Ce bonheur de lecture a bien mauvaise mine. C'est un livre de poche jauni à la couverture moche déniché chez un bouquiniste. Ca ne sent plus l'encre mais le placard jamais aéré ou la chambre de mémé. Les pages cornées témoignent de l'existence chaotique du bouquin glissé dans une poche ou écrasé dans un sac par un lecteur peu soigneux. Suivent ensuite les années à ramasser la poussière sur une étagère. Son auteur d'une nature discrète est tombé dans l'oubli, mais bon, il était déjà démodé de son vivant. Et pourtant… de rares amateurs de polars se refilent discrètement ce tuyau que je me dois de vous répéter : « lisez
Siniac !»
Dans « Bazar Bizarre», nous prenons la direction de la Roche-Pauffière, une sous-préfecture fictive du Massif central. On y trouve le « Petit Bazar Français », un grand magasin qui rayonne sur toute la région.
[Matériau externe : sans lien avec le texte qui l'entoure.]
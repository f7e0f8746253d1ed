/*!
 * End-to-end subtitle processing tests: parse, translate in batches through a
 * mock collaborator, rebuild and write the document.
 */

use anyhow::Result;
use subglot::app_config::Config;
use subglot::app_controller::Controller;
use subglot::srt::SubtitleDocument;
use subglot::translation::{BatchTranslator, TRANSLATION_ERROR};
use crate::common;
use crate::common::mock_collaborators::{MockCollaborator, RecordingObserver};

/// Full pipeline over a file: parse -> translate -> rebuild -> write -> reread
#[tokio::test]
async fn test_workflow_withWorkingCollaborator_shouldProduceTranslatedFile() -> Result<()> {
    let temp_dir = common::create_temp_dir()?;
    let input_path = common::create_test_subtitle(temp_dir.path(), "episode.srt")?;

    let document = SubtitleDocument::from_file(&input_path)?;
    assert_eq!(document.len(), 3);

    let collaborator = MockCollaborator::uppercase();
    let observer = RecordingObserver::new();
    let translator = BatchTranslator::with_batch_size(&collaborator, 2);
    let translated = translator
        .translate_texts(&document.texts(), "ja", "en", &observer)
        .await;

    let output = document.with_texts(&translated)?;
    let output_path = temp_dir.path().join("episode.en.srt");
    output.write_to_file(&output_path)?;

    let reread = SubtitleDocument::from_file(&output_path)?;
    assert_eq!(reread.len(), 3);
    assert_eq!(reread.entries[0].text, "THIS IS A TEST SUBTITLE.");
    assert_eq!(reread.entries[2].text, "FOR TESTING PURPOSES.");
    // Timings and ids survive the round trip untouched
    assert_eq!(reread.entries[0].id, 1);
    assert_eq!(reread.entries[0].start_time, "00:00:01,000");
    assert_eq!(reread.entries[2].end_time, "00:00:14,000");

    // ceil(3 / 2) batches, final progress at 100
    assert_eq!(observer.percents(), vec![67, 100]);
    Ok(())
}

/// Total collaborator unavailability still completes with a full-length,
/// sentinel-filled document
#[tokio::test]
async fn test_workflow_withUnavailableCollaborator_shouldCompleteWithSentinels() -> Result<()> {
    let temp_dir = common::create_temp_dir()?;
    let input_path = common::create_test_subtitle(temp_dir.path(), "episode.srt")?;

    let document = SubtitleDocument::from_file(&input_path)?;
    let collaborator = MockCollaborator::failing();
    let observer = RecordingObserver::new();
    let translator = BatchTranslator::with_batch_size(&collaborator, 2);

    let translated = translator
        .translate_texts(&document.texts(), "ja", "en", &observer)
        .await;

    assert_eq!(translated.len(), document.len());
    assert!(translated.iter().all(|t| t == TRANSLATION_ERROR));

    // The rebuilt document still carries every entry
    let output = document.with_texts(&translated)?;
    assert_eq!(output.len(), 3);
    assert!(output.to_srt_string().contains(TRANSLATION_ERROR));
    Ok(())
}

/// Garbage input parses to an empty document, the caller's fatal signal
#[test]
fn test_workflow_withUnparseableInput_shouldYieldEmptyDocument() -> Result<()> {
    let temp_dir = common::create_temp_dir()?;
    let input_path = common::create_test_file(
        temp_dir.path(),
        "broken.srt",
        "this file has\nno subtitle blocks\nat all",
    )?;

    let document = SubtitleDocument::from_file(&input_path)?;
    assert!(document.is_empty());
    Ok(())
}

/// The controller refuses input types it does not understand
#[tokio::test]
async fn test_controller_withUnknownInputType_shouldFail() -> Result<()> {
    let temp_dir = common::create_temp_dir()?;
    let input_path = common::create_test_file(temp_dir.path(), "notes.txt", "hello")?;

    let controller = Controller::with_config(Config::default())?;
    let result = controller
        .run(input_path, temp_dir.path().to_path_buf(), false, None)
        .await;

    assert!(result.is_err());
    Ok(())
}

/// An existing output is skipped unless overwrite is forced
#[tokio::test]
async fn test_controller_withExistingOutput_shouldSkip() -> Result<()> {
    let temp_dir = common::create_temp_dir()?;
    let input_path = common::create_test_subtitle(temp_dir.path(), "episode.srt")?;
    // Pre-create the output the controller would write
    common::create_test_file(temp_dir.path(), "episode.en.srt", "already here")?;

    let controller = Controller::with_config(Config::default())?;
    controller
        .run(input_path, temp_dir.path().to_path_buf(), false, None)
        .await?;

    // Untouched: the run returned before translating anything
    let existing = std::fs::read_to_string(temp_dir.path().join("episode.en.srt"))?;
    assert_eq!(existing, "already here");
    Ok(())
}
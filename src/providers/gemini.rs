use std::time::Duration;
use serde::{Deserialize, Serialize};
use reqwest::Client;
use log::error;

use crate::errors::ProviderError;

/// Gemini client for interacting with the Generative Language API
pub struct Gemini {
    /// HTTP client for API requests
    client: Client,
    /// API key for authentication
    api_key: String,
    /// API endpoint URL (optional, defaults to the public API)
    endpoint: String,
}

/// A single part of a request or response content block.
///
/// Exactly one of the fields is populated: plain text, or inline binary data
/// (base64) for audio payloads.
#[derive(Debug, Clone, Serialize, Deserialize)]
pub struct GeminiPart {
    /// Text content
    #[serde(skip_serializing_if = "Option::is_none")]
    pub text: Option<String>,

    /// Inline binary content
    #[serde(rename = "inlineData", skip_serializing_if = "Option::is_none")]
    pub inline_data: Option<GeminiInlineData>,
}

/// Inline base64 payload for binary content
#[derive(Debug, Clone, Serialize, Deserialize)]
pub struct GeminiInlineData {
    /// MIME type of the payload (e.g. "audio/aac")
    #[serde(rename = "mimeType")]
    pub mime_type: String,

    /// Base64-encoded data
    pub data: String,
}

/// Content block holding an ordered list of parts
#[derive(Debug, Clone, Serialize, Deserialize)]
pub struct GeminiContent {
    /// Parts of this content block
    #[serde(default)]
    pub parts: Vec<GeminiPart>,
}

/// Generation parameters
#[derive(Debug, Clone, Default, Serialize)]
pub struct GeminiGenerationConfig {
    /// Sampling temperature
    #[serde(skip_serializing_if = "Option::is_none")]
    pub temperature: Option<f32>,

    /// Requested response MIME type (e.g. "application/json")
    #[serde(rename = "responseMimeType", skip_serializing_if = "Option::is_none")]
    pub response_mime_type: Option<String>,
}

/// Gemini generateContent request
#[derive(Debug, Serialize)]
pub struct GeminiRequest {
    /// The model to use; part of the request URL, not the body
    #[serde(skip)]
    model: String,

    /// The content blocks for the request
    contents: Vec<GeminiContent>,

    /// Generation parameters
    #[serde(rename = "generationConfig", skip_serializing_if = "Option::is_none")]
    generation_config: Option<GeminiGenerationConfig>,
}

impl GeminiRequest {
    /// Create a new request for the given model with a single content block
    pub fn new(model: impl Into<String>) -> Self {
        Self {
            model: model.into(),
            contents: vec![GeminiContent { parts: Vec::new() }],
            generation_config: None,
        }
    }

    /// Append a text part to the request content
    pub fn add_text(mut self, text: impl Into<String>) -> Self {
        self.contents[0].parts.push(GeminiPart {
            text: Some(text.into()),
            inline_data: None,
        });
        self
    }

    /// Append an inline base64 data part to the request content
    pub fn add_inline_data(mut self, mime_type: impl Into<String>, data: impl Into<String>) -> Self {
        self.contents[0].parts.push(GeminiPart {
            text: None,
            inline_data: Some(GeminiInlineData {
                mime_type: mime_type.into(),
                data: data.into(),
            }),
        });
        self
    }

    /// Set the sampling temperature
    pub fn temperature(mut self, temperature: f32) -> Self {
        self.generation_config
            .get_or_insert_with(GeminiGenerationConfig::default)
            .temperature = Some(temperature);
        self
    }

    /// Request a structured response MIME type
    pub fn response_mime_type(mut self, mime_type: impl Into<String>) -> Self {
        self.generation_config
            .get_or_insert_with(GeminiGenerationConfig::default)
            .response_mime_type = Some(mime_type.into());
        self
    }

    /// The model this request targets
    pub fn model(&self) -> &str {
        &self.model
    }
}

/// A response candidate
#[derive(Debug, Deserialize)]
pub struct GeminiCandidate {
    /// Generated content
    pub content: Option<GeminiContent>,
}

/// Token usage information
#[derive(Debug, Deserialize)]
pub struct GeminiUsageMetadata {
    /// Number of input tokens
    #[serde(rename = "promptTokenCount")]
    pub prompt_token_count: Option<u64>,

    /// Number of output tokens
    #[serde(rename = "candidatesTokenCount")]
    pub candidates_token_count: Option<u64>,
}

/// Gemini generateContent response
#[derive(Debug, Deserialize)]
pub struct GeminiResponse {
    /// Response candidates; the first one carries the generated text
    #[serde(default)]
    pub candidates: Vec<GeminiCandidate>,

    /// Token usage information
    #[serde(rename = "usageMetadata")]
    pub usage_metadata: Option<GeminiUsageMetadata>,
}

impl Gemini {
    /// Create a new Gemini client with the default request timeout - used by
    /// tests and external consumers
    #[allow(dead_code)]
    pub fn new(api_key: impl Into<String>, endpoint: impl Into<String>) -> Self {
        Self::with_timeout(api_key, endpoint, 120)
    }

    /// Create a new Gemini client with an explicit request timeout
    pub fn with_timeout(api_key: impl Into<String>, endpoint: impl Into<String>, timeout_secs: u64) -> Self {
        Self {
            client: Client::builder()
                .timeout(Duration::from_secs(timeout_secs))
                .build()
                .unwrap_or_default(),
            api_key: api_key.into(),
            endpoint: endpoint.into(),
        }
    }

    /// Complete a generateContent request
    pub async fn complete(&self, request: GeminiRequest) -> Result<GeminiResponse, ProviderError> {
        let base = if self.endpoint.is_empty() {
            "https://generativelanguage.googleapis.com".to_string()
        } else {
            self.endpoint.trim_end_matches('/').to_string()
        };
        let api_url = format!("{}/v1beta/models/{}:generateContent", base, request.model());

        let response = self
            .client
            .post(&api_url)
            .header("Content-Type", "application/json")
            .header("x-goog-api-key", &self.api_key)
            .json(&request)
            .send()
            .await
            .map_err(|e| {
                if e.is_connect() {
                    ProviderError::ConnectionError(e.to_string())
                } else {
                    ProviderError::RequestFailed(e.to_string())
                }
            })?;

        let status = response.status();
        if !status.is_success() {
            let error_text = response
                .text()
                .await
                .unwrap_or_else(|_| "Failed to get error response text".to_string());
            error!("Gemini API error ({}): {}", status, error_text);
            if status.as_u16() == 401 || status.as_u16() == 403 {
                return Err(ProviderError::AuthenticationError(error_text));
            }
            return Err(ProviderError::ApiError {
                status_code: status.as_u16(),
                message: error_text,
            });
        }

        response
            .json::<GeminiResponse>()
            .await
            .map_err(|e| ProviderError::ParseError(format!("Failed to parse Gemini API response: {}", e)))
    }

    /// Test the connection to the Gemini API
    pub async fn test_connection(&self, model: &str) -> Result<(), ProviderError> {
        let request = GeminiRequest::new(model).add_text("Hello");
        self.complete(request).await?;
        Ok(())
    }

    /// Extract the generated text from a response, concatenating the text
    /// parts of the first candidate
    pub fn extract_text_from_response(response: &GeminiResponse) -> String {
        response
            .candidates
            .first()
            .and_then(|c| c.content.as_ref())
            .map(|content| {
                content
                    .parts
                    .iter()
                    .filter_map(|p| p.text.as_deref())
                    .collect::<Vec<_>>()
                    .join("")
            })
            .unwrap_or_default()
    }
}
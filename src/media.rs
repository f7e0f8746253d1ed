use std::path::Path;
use anyhow::{Result, anyhow};
use serde_json::{Value, from_str};
use log::{debug, error, warn};
use tokio::process::Command;

use crate::language_utils;

// @module: Media container probing and stream extraction via ffmpeg/ffprobe

/// Kind of stream a track represents
#[derive(Debug, Clone, Copy, PartialEq, Eq)]
pub enum TrackKind {
    /// Audio stream
    Audio,
    /// Subtitle stream
    Subtitle,
}

/// One audio or subtitle stream discovered in a media container
#[derive(Debug, Clone)]
pub struct MediaTrack {
    /// Stream index within the container
    pub index: usize,

    /// Stream kind
    pub kind: TrackKind,

    /// Codec name as reported by ffprobe
    pub codec_name: String,

    /// Language tag, when the container carries one
    pub language: Option<String>,

    /// Stream title, when the container carries one
    pub title: Option<String>,

    /// Channel layout for audio streams (e.g. "stereo")
    pub channels: Option<String>,
}

impl MediaTrack {
    /// True for subtitle codecs that are bitmap images and cannot be
    /// converted to text SRT without OCR
    pub fn is_bitmap_subtitle(&self) -> bool {
        self.kind == TrackKind::Subtitle
            && matches!(
                self.codec_name.as_str(),
                "hdmv_pgs_subtitle" | "dvd_subtitle" | "dvb_subtitle" | "xsub"
            )
    }

    /// True when this track's language tag or title matches the given code
    pub fn matches_language(&self, language: &str) -> bool {
        if let Some(tag) = &self.language {
            if language_utils::language_codes_match(tag, language) {
                return true;
            }
        }
        if let Some(title) = &self.title {
            let title_lower = title.to_lowercase();
            if title_lower.contains(&language.to_lowercase()) {
                return true;
            }
            let name = language_utils::language_display_name(language).to_lowercase();
            if title_lower.contains(&name) {
                return true;
            }
        }
        false
    }
}

/// List the audio and subtitle streams in a media container
pub async fn probe_tracks<P: AsRef<Path>>(video_path: P) -> Result<Vec<MediaTrack>> {
    let video_path = video_path.as_ref();

    if !video_path.exists() {
        return Err(anyhow!("Video file not found: {:?}", video_path));
    }

    // Add timeout to prevent hanging on problematic files
    let ffprobe_future = Command::new("ffprobe")
        .args([
            "-v",
            "quiet",
            "-print_format",
            "json",
            "-show_streams",
            video_path.to_str().unwrap_or(""),
        ])
        .output();

    let timeout_duration = std::time::Duration::from_secs(60);
    let output = tokio::select! {
        result = ffprobe_future => {
            result.map_err(|e| anyhow!("Failed to execute ffprobe command: {}", e))?
        },
        _ = tokio::time::sleep(timeout_duration) => {
            return Err(anyhow!("ffprobe command timed out after 60 seconds"));
        }
    };

    if !output.status.success() {
        let stderr = String::from_utf8_lossy(&output.stderr);
        error!("ffprobe failed: {}", stderr);
        return Err(anyhow!("ffprobe command failed: {}", stderr));
    }

    let stdout = String::from_utf8_lossy(&output.stdout);
    if stdout.trim().is_empty() {
        return Ok(Vec::new());
    }

    let json: Value = from_str(&stdout)?;

    let mut tracks = Vec::new();
    if let Some(streams) = json.get("streams").and_then(|s| s.as_array()) {
        for stream in streams {
            let kind = match stream.get("codec_type").and_then(|v| v.as_str()) {
                Some("audio") => TrackKind::Audio,
                Some("subtitle") => TrackKind::Subtitle,
                _ => continue,
            };

            let index = stream
                .get("index")
                .and_then(|v| v.as_u64())
                .map(|v| v as usize)
                .unwrap_or(0);

            let codec_name = stream
                .get("codec_name")
                .and_then(|v| v.as_str())
                .unwrap_or("unknown")
                .to_string();

            let language = stream
                .get("tags")
                .and_then(|t| t.get("language"))
                .and_then(|l| l.as_str())
                .map(|s| s.to_string());

            let title = stream
                .get("tags")
                .and_then(|t| t.get("title"))
                .and_then(|l| l.as_str())
                .map(|s| s.to_string());

            let channels = stream
                .get("channel_layout")
                .and_then(|c| c.as_str())
                .map(|s| s.to_string());

            tracks.push(MediaTrack {
                index,
                kind,
                codec_name,
                language,
                title,
                channels,
            });
        }
    }

    debug!("Probe found {} audio/subtitle stream(s)", tracks.len());
    Ok(tracks)
}

/// Pick the track to process for the given source language.
///
/// Text subtitle tracks win over audio tracks since they skip the
/// transcription step entirely; within each kind, a language match wins over
/// the first available track. Bitmap subtitle tracks are never selectable.
pub fn select_track<'a>(tracks: &'a [MediaTrack], source_language: &str) -> Option<&'a MediaTrack> {
    let text_subtitles: Vec<&MediaTrack> = tracks
        .iter()
        .filter(|t| t.kind == TrackKind::Subtitle && !t.is_bitmap_subtitle())
        .collect();
    let audio: Vec<&MediaTrack> = tracks.iter().filter(|t| t.kind == TrackKind::Audio).collect();

    let bitmap_count = tracks.iter().filter(|t| t.is_bitmap_subtitle()).count();
    if bitmap_count > 0 {
        warn!(
            "Skipping {} bitmap subtitle track(s) (PGS/VobSub) that cannot be converted to text",
            bitmap_count
        );
    }

    text_subtitles
        .iter()
        .find(|t| t.matches_language(source_language))
        .or_else(|| audio.iter().find(|t| t.matches_language(source_language)))
        .or_else(|| text_subtitles.first())
        .or_else(|| audio.first())
        .copied()
}

/// Extract an audio stream to a standalone AAC file
pub async fn extract_audio_track<P: AsRef<Path>>(video_path: P, track_index: usize, output_path: P) -> Result<()> {
    let video_path = video_path.as_ref();
    let output_path = output_path.as_ref();

    let args = [
        "-y",
        "-i",
        video_path.to_str().unwrap_or_default(),
        "-map",
        &format!("0:{}", track_index),
        "-vn",
        "-acodec",
        "aac",
        "-b:a",
        "128k",
        output_path.to_str().unwrap_or_default(),
    ];

    run_ffmpeg(&args, "audio extraction").await
}

/// Extract a text subtitle stream to an SRT file
pub async fn extract_subtitle_track<P: AsRef<Path>>(video_path: P, track_index: usize, output_path: P) -> Result<()> {
    let video_path = video_path.as_ref();
    let output_path = output_path.as_ref();

    let args = [
        "-y",
        "-i",
        video_path.to_str().unwrap_or_default(),
        "-map",
        &format!("0:{}", track_index),
        "-c:s",
        "srt",
        output_path.to_str().unwrap_or_default(),
    ];

    run_ffmpeg(&args, "subtitle extraction").await
}

/// Run an ffmpeg command with a timeout, surfacing a filtered stderr on failure
async fn run_ffmpeg(args: &[&str], what: &str) -> Result<()> {
    let ffmpeg_future = Command::new("ffmpeg").args(args).output();

    let timeout_duration = std::time::Duration::from_secs(120);
    let result = tokio::select! {
        result = ffmpeg_future => {
            result.map_err(|e| anyhow!("Failed to execute ffmpeg command for {}: {}", what, e))?
        },
        _ = tokio::time::sleep(timeout_duration) => {
            return Err(anyhow!("ffmpeg command for {} timed out after 2 minutes", what));
        }
    };

    if !result.status.success() {
        let stderr = String::from_utf8_lossy(&result.stderr);
        let filtered = filter_ffmpeg_stderr(&stderr);
        error!("ffmpeg {} failed: {}", what, filtered);
        return Err(anyhow!("ffmpeg {} failed: {}", what, filtered));
    }

    Ok(())
}

/// Strip the ffmpeg version banner, build configuration and stream metadata
/// noise from stderr, keeping only lines that can explain a failure
fn filter_ffmpeg_stderr(stderr: &str) -> String {
    let noise_prefixes = [
        "ffmpeg version",
        "built with",
        "configuration:",
        "lib",
        "Input #",
        "Output #",
        "Metadata:",
        "Duration:",
        "Stream #",
        "Stream mapping:",
        "Press [q]",
    ];

    let meaningful: Vec<&str> = stderr
        .lines()
        .map(|line| line.trim())
        .filter(|line| !line.is_empty() && !noise_prefixes.iter().any(|p| line.starts_with(p)))
        .collect();

    if meaningful.is_empty() {
        "unknown ffmpeg error (stderr was empty after filtering)".to_string()
    } else {
        meaningful.join("\n")
    }
}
C'est une institution séculaire un brin démodée où l'on peut tout trouver, du berceau à la tenue de deuil. le commerce possède une solide réputation basée sur l'honnêteté et la qualité de ses produits. Les patrons sont paternalistes et logent leurs employés à la Cité Félix-Filotard. le Bazar, c'est une grande famille, on y fait carrière, on y entre de père en fils, le vendeur y épouse la sténo, on présente le dernier né lors du sapin de Noël organisé par l'entreprise.
Les années, les mois, les journées se suivent et se ressemblent jusqu'au jour où Achille Poinçon, le sous-chef du rayon « Bricolage-Quincaillerie », un homme sans histoire, reçoit une lettre de chantage. S'il ne verse pas au plus vite une importante somme d'argent, la terrible vérité sera révélée à la presse. Alors Poinçon tremble et paie. Peu après, c'est au tour de Léon Noirefeuille, chef du rayon « Cycles et Sports », de recevoir une missive du même type. Qui peut bien se livrer à ce terrible chantage ? Et quel est ce lourd secret que tous cherchent à étouffer ? Séverin Chanfier, un minable détective privé installé au Puy, va mener son enquête.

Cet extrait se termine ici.